An Op-Ed on 2k-Word Blogs: The End of an…
The damn point in 10 words max: Google doesn’t prefer length to quality writing. Sorry not sorry.
For years, SEO game theory and analytics held the 2k-er aloft as a great and glorious fetish of compositional perfection, but you know what? There’s just one teensy, tiny, itty-bitty problem.
They suck.
SUCK.
omg they suck.
Why Ben?
Thanks for asking. I’m going to start this off the same way I start off my lovemaking—with a frustrating experience you’ve probably had many times before.
For dinner, you want to make pasta all’amatriciana. You hastily type something like “amatricho pdsta” into Google because you know they know you can’t spell and nobody cares, and start combing through the results.
Blog. Blog. Blog. Blog. Blog. Food Network. Oh. Bobby Flay? Goddamn. Blog.
It’s all blogs, and they’re all suspiciously similar in the way that every Chinese takeout looks like it came from the same Szechuan starter kit. You gaze at the pic of the radiant blogger standing in the wildflower meadow where they usually cook. You admire the thoughtfully personalized font, and you wonder what aspect of their fabulous personality they think this reflects.
Then you brace yourself. This is what we train for…

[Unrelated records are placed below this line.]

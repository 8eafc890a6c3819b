use std::{
	sync::{
		Arc,
		atomic::{AtomicU8, Ordering},
	},
	time::{Duration, Instant},
};

use cpal::{
	BufferSize, Device, SampleRate, Stream, StreamConfig, StreamError,
	traits::{DeviceTrait, HostTrait, StreamTrait},
};
use rtrb::{Consumer, Producer, RingBuffer};

use crate::{
	backend::{DeviceEvent, OutputConfig},
	player::Renderer,
};

use super::{Error, send_on_drop::SendOnDrop};

const COMMAND_POLL_INTERVAL: Duration = Duration::from_millis(10);
const CHECK_STREAM_INTERVAL: Duration = Duration::from_millis(500);
const COMMAND_TIMEOUT: Duration = Duration::from_secs(1);

pub(super) mod command {
	pub const NONE: u8 = 0;
	pub const START: u8 = 1;
	pub const PAUSE: u8 = 2;
	pub const RESUME: u8 = 3;
	pub const STOP: u8 = 4;
	pub const SHUTDOWN: u8 = 5;
}

/// The backend's handle to the stream thread.
pub(super) struct StreamManagerController {
	command: Arc<AtomicU8>,
	result_consumer: Consumer<Result<(), Error>>,
	renderer_producer: Producer<(Renderer, Option<u32>)>,
	renderer_consumer: Consumer<Renderer>,
	event_consumer: Consumer<DeviceEvent>,
	error_consumer: Consumer<StreamError>,
}

impl StreamManagerController {
	/// Sends a command and waits for the stream thread to execute it.
	pub fn execute(&mut self, command: u8) -> Result<(), Error> {
		self.command.store(command, Ordering::SeqCst);
		let deadline = Instant::now() + COMMAND_TIMEOUT;
		loop {
			if let Ok(result) = self.result_consumer.pop() {
				return result;
			}
			if Instant::now() > deadline {
				return Err(Error::CommandTimeout);
			}
			std::thread::sleep(Duration::from_millis(1));
		}
	}

	pub fn send_renderer(&mut self, renderer: Renderer, rate_override: Option<u32>) {
		self.renderer_producer.push((renderer, rate_override)).ok();
	}

	pub fn take_renderer(&mut self) -> Option<Renderer> {
		self.renderer_consumer.pop().ok()
	}

	pub fn pop_event(&mut self) -> Option<DeviceEvent> {
		self.event_consumer.pop().ok()
	}

	pub fn pop_error(&mut self) -> Option<StreamError> {
		self.error_consumer.pop().ok()
	}

	/// Asks the stream thread to exit without waiting for it.
	pub fn shutdown(&self) {
		self.command.store(command::SHUTDOWN, Ordering::SeqCst);
	}
}

#[allow(clippy::large_enum_variant)]
enum State {
	Idle,
	Running {
		stream: Stream,
		stream_error_consumer: Consumer<StreamError>,
		renderer_consumer: Consumer<Renderer>,
	},
}

/// Owns the cpal stream on its own thread, restarting it on device
/// changes or disconnections and parking the renderer between streams.
pub(super) struct StreamManager {
	state: State,
	device: Device,
	config: StreamConfig,
	device_name: String,
	custom_device: bool,
	buffer_size: BufferSize,
	rate_override: Option<u32>,
	parked: Option<Renderer>,
	paused: bool,
	renderer_return_producer: Producer<Renderer>,
	event_producer: Producer<DeviceEvent>,
	error_forward_producer: Producer<StreamError>,
}

impl StreamManager {
	pub fn spawn(
		device: Device,
		config: StreamConfig,
		custom_device: bool,
		buffer_size: BufferSize,
	) -> StreamManagerController {
		let command = Arc::new(AtomicU8::new(command::NONE));
		let command_clone = command.clone();
		let (result_producer, result_consumer) = RingBuffer::new(4);
		let (renderer_producer, renderer_in_consumer) = RingBuffer::new(1);
		let (renderer_return_producer, renderer_consumer) = RingBuffer::new(1);
		let (event_producer, event_consumer) = RingBuffer::new(8);
		let (error_forward_producer, error_consumer) = RingBuffer::new(8);
		std::thread::spawn(move || {
			let manager = StreamManager {
				state: State::Idle,
				device_name: device_name(&device),
				device,
				config,
				custom_device,
				buffer_size,
				rate_override: None,
				parked: None,
				paused: false,
				renderer_return_producer,
				event_producer,
				error_forward_producer,
			};
			manager.run(command_clone, result_producer, renderer_in_consumer);
		});
		StreamManagerController {
			command,
			result_consumer,
			renderer_producer,
			renderer_consumer,
			event_consumer,
			error_consumer,
		}
	}

	fn run(
		mut self,
		command: Arc<AtomicU8>,
		mut results: Producer<Result<(), Error>>,
		mut renderer_in: Consumer<(Renderer, Option<u32>)>,
	) {
		let mut last_check = Instant::now();
		loop {
			std::thread::sleep(COMMAND_POLL_INTERVAL);
			match command.swap(command::NONE, Ordering::SeqCst) {
				command::NONE => {}
				command::START => {
					let result = match renderer_in.pop() {
						Ok((renderer, rate_override)) => {
							self.rate_override = rate_override;
							self.start_stream(renderer)
						}
						Err(_) => match self.parked.take() {
							Some(renderer) => self.start_stream(renderer),
							None => Err(Error::NoRenderer),
						},
					};
					results.push(result).ok();
				}
				command::PAUSE => {
					results.push(self.pause_stream()).ok();
				}
				command::RESUME => {
					results.push(self.resume_stream()).ok();
				}
				command::STOP => {
					self.stop_stream();
					if let Some(renderer) = self.parked.take() {
						self.renderer_return_producer.push(renderer).ok();
					}
					results.push(Ok(())).ok();
				}
				command::SHUTDOWN => {
					self.stop_stream();
					if let Some(renderer) = self.parked.take() {
						self.renderer_return_producer.push(renderer).ok();
					}
					break;
				}
				_ => unreachable!("unknown stream command"),
			}
			if last_check.elapsed() >= CHECK_STREAM_INTERVAL {
				self.check_stream();
				last_check = Instant::now();
			}
		}
		log::debug!("stream thread exited");
	}

	fn start_stream(&mut self, mut renderer: Renderer) -> Result<(), Error> {
		let mut config = self.config.clone();
		if let Some(rate) = self.rate_override {
			config.sample_rate = SampleRate(rate);
		}
		// this won't change anything if the buffer size is BufferSize::Default
		config.buffer_size = self.buffer_size;
		if renderer.stream_sample_rate() != config.sample_rate.0 {
			renderer.on_change_sample_rate(config.sample_rate.0);
		}
		let (mut wrapper, renderer_consumer) = SendOnDrop::new(renderer);
		let (mut stream_error_producer, stream_error_consumer) = RingBuffer::new(4);
		let channels = config.channels;
		let build_result = self.device.build_output_stream(
			&config,
			move |data: &mut [f32], _| {
				#[cfg(feature = "assert_no_alloc")]
				assert_no_alloc::assert_no_alloc(|| {
					process_renderer(&mut wrapper, data, channels);
				});
				#[cfg(not(feature = "assert_no_alloc"))]
				process_renderer(&mut wrapper, data, channels);
			},
			move |error| {
				stream_error_producer.push(error).ok();
			},
			None,
		);
		let stream = match build_result {
			Ok(stream) => stream,
			Err(error) => {
				self.recover_renderer(renderer_consumer);
				return Err(Error::BuildStreamError(error));
			}
		};
		if let Err(error) = stream.play() {
			drop(stream);
			self.recover_renderer(renderer_consumer);
			return Err(Error::PlayStreamError(error));
		}
		self.state = State::Running {
			stream,
			stream_error_consumer,
			renderer_consumer,
		};
		self.paused = false;
		Ok(())
	}

	fn recover_renderer(&mut self, mut renderer_consumer: Consumer<Renderer>) {
		if let Ok(renderer) = renderer_consumer.pop() {
			self.parked = Some(renderer);
		}
	}

	fn stop_stream(&mut self) {
		if let State::Running {
			stream,
			mut renderer_consumer,
			..
		} = std::mem::replace(&mut self.state, State::Idle)
		{
			drop(stream);
			match renderer_consumer.pop() {
				Ok(renderer) => self.parked = Some(renderer),
				Err(_) => log::error!("could not retrieve the renderer from a dropped stream"),
			}
		}
		self.paused = false;
	}

	fn pause_stream(&mut self) -> Result<(), Error> {
		if let State::Running { stream, .. } = &self.state {
			stream.pause().map_err(Error::PauseStreamError)?;
			self.paused = true;
		}
		Ok(())
	}

	fn resume_stream(&mut self) -> Result<(), Error> {
		if let State::Running { stream, .. } = &self.state {
			stream.play().map_err(Error::PlayStreamError)?;
			self.paused = false;
		}
		Ok(())
	}

	/// Restarts the stream if the device disappeared or (when following
	/// the default device) the default device or its rate changed.
	fn check_stream(&mut self) {
		let mut device_lost = false;
		let mut forwarded = Vec::new();
		if let State::Running {
			stream_error_consumer,
			..
		} = &mut self.state
		{
			while let Ok(error) = stream_error_consumer.pop() {
				if matches!(error, StreamError::DeviceNotAvailable) {
					device_lost = true;
				}
				forwarded.push(error);
			}
		} else {
			return;
		}
		for error in forwarded {
			self.error_forward_producer.push(error).ok();
		}
		if device_lost {
			self.stop_stream();
			self.restart_on_default_device();
			return;
		}
		// check for device changes if a custom device hasn't been specified
		// Disabled on macos due to audio artifacts that seem to occur when the device is
		// queried while playing.
		#[cfg(not(target_os = "macos"))]
		if !self.custom_device && !self.paused {
			if let Ok((device, config)) = default_device_and_config() {
				let name = device_name(&device);
				let rate_changed = self.rate_override.is_none()
					&& config.sample_rate != self.config.sample_rate;
				if name != self.device_name || rate_changed {
					self.stop_stream();
					self.adopt_device(device, config);
					self.restart_parked();
				}
			}
		}
	}

	fn restart_on_default_device(&mut self) {
		match default_device_and_config() {
			Ok((device, config)) => {
				self.adopt_device(device, config);
				self.restart_parked();
			}
			Err(_) => {
				self.event_producer.push(DeviceEvent::DeviceLost).ok();
			}
		}
	}

	fn adopt_device(&mut self, device: Device, config: StreamConfig) {
		self.device_name = device_name(&device);
		self.device = device;
		self.config = config;
	}

	fn restart_parked(&mut self) {
		let Some(renderer) = self.parked.take() else {
			return;
		};
		match self.start_stream(renderer) {
			Ok(()) => {
				self.event_producer
					.push(DeviceEvent::ConfigChanged(OutputConfig {
						sample_rate: self.config.sample_rate.0,
						channel_count: self.config.channels,
					}))
					.ok();
			}
			Err(error) => {
				log::error!("could not restart the stream: {error}");
				self.event_producer.push(DeviceEvent::DeviceLost).ok();
			}
		}
	}
}

fn default_device_and_config() -> Result<(Device, StreamConfig), Error> {
	let host = cpal::default_host();
	let device = host
		.default_output_device()
		.ok_or(Error::NoDefaultOutputDevice)?;
	let config = device.default_output_config()?.config();
	Ok((device, config))
}

fn device_name(device: &Device) -> String {
	device
		.name()
		.unwrap_or_else(|_| "device name unavailable".to_string())
}

fn process_renderer(renderer: &mut SendOnDrop, data: &mut [f32], channels: u16) {
	renderer.process(data, channels);
}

Aaaaand…scrollingandscrollingandscrollingscrollingscrollingscrolling—oh my god I don’t care about your children—scrollingscrollingscrollingscrolling and FINALLY, four minutes and some carpal tunnel later, there it is.
Six ingredients if you count the water. Less than 100 words.
Oh. It’s Bobby Flay’s. Goddamn.
Bad Writing for Worse Algorithms
It’s annoying that this is the state of the internet, and it’s Google’s fault we’re all wallowing in it. Their algorithms preferenced the 2k format for long-form because it was about the length necessary—or so they thought— to get enough useful detail, headings, natural keyword incorporation, and backlinks to demonstrate that an author knew what they were talking about.
Unfortunately, if you’re a good writer, you know the truth. It probably means the opposite unless you’re describing relativity or nuclear fusion. And even then bitch, please.
The Math Behind Sucking
According to…Google…a 2k blog is generally said to take 6-7 minutes to read at 300 wpm. Now there are two major problems with that. Taking them in reverse order:
1. People Don’t Read, and They Definitely Can’t Concentrate
Maybe people who edit these monstrosities read that fast, but the average person assuredly doesn’t. It’s probably closer to 200-250, and many are even slower because they read about the speed they talk. Maybe 150. Therefore, a 2k blog actually extracts about 9-13 minutes of potential existential bliss from the life of the average JoeJane who’s simply trying to pan-sear a steak. That’s longer than you can spend per prompt on the LSAT reading comprehension section, and most aspiring lawyers barely score in the 68th percentile as it is.
It’s also longer than it takes to cook a steak.
So ya. Nobody is going to read your blog at 2k. And you know for a fact people are scrolling past it because that’s exactly what you’re doing too.
2. You’re Also Not Interesting
Even if I grant that it’s a 6-7 minute read—and I don’t know why I would— do you have any idea how fantastically difficult it is to be interesting for that long?
New comedians, for instance, start off doing 2-5 minutes of standup at open mics for free, and they bomb horribly. It takes months if not years of sucking to figure out how to entertain people for less than 6 minutes, and that’s with a live audience pelting their souls in real time with shame and personal abuse. By the time they’re killing it for 9-13 they’re already dreaming about a special.
Look, the average chapter in Harry Potter and the Sorcerer’s Stone is roughly the length of two of these things, and Quidditch still doesn’t make any sense. 2k for “How to Bake the Best Christmas Cookies For Marmots” is absolutely nuts, and it’s why it inevitably devolves into pointless anti-ferret propaganda and links about knitting for rodents and shit.
The New Standard: 1500 or Less (fewer…)
Thank the gods—and by that we mean Google—things are starting to return to sanity. According to Backlinko, the number one trending search results on Google are coming in at 1447 words on average.
That is so much more reasonable I’m nearly weeping.
The 1200-1500-word long-form means the average reader (the real average one) is going to probably clock in at 4-7 minutes of reading time, but without all the filler crap making their eyes roll back in their skull. It’s concise, it’s plenty of space for the average writer to make their point without oppressive SEO backflips, and there’s room for all the links you want without triggering an optical seizure.
That’s where we should be on this stuff–QUALITY OVER QUANTITY.
Disclaimer: This blog is certified hormone- and cruelty-free for food bloggers. But we didn’t test it on those animals.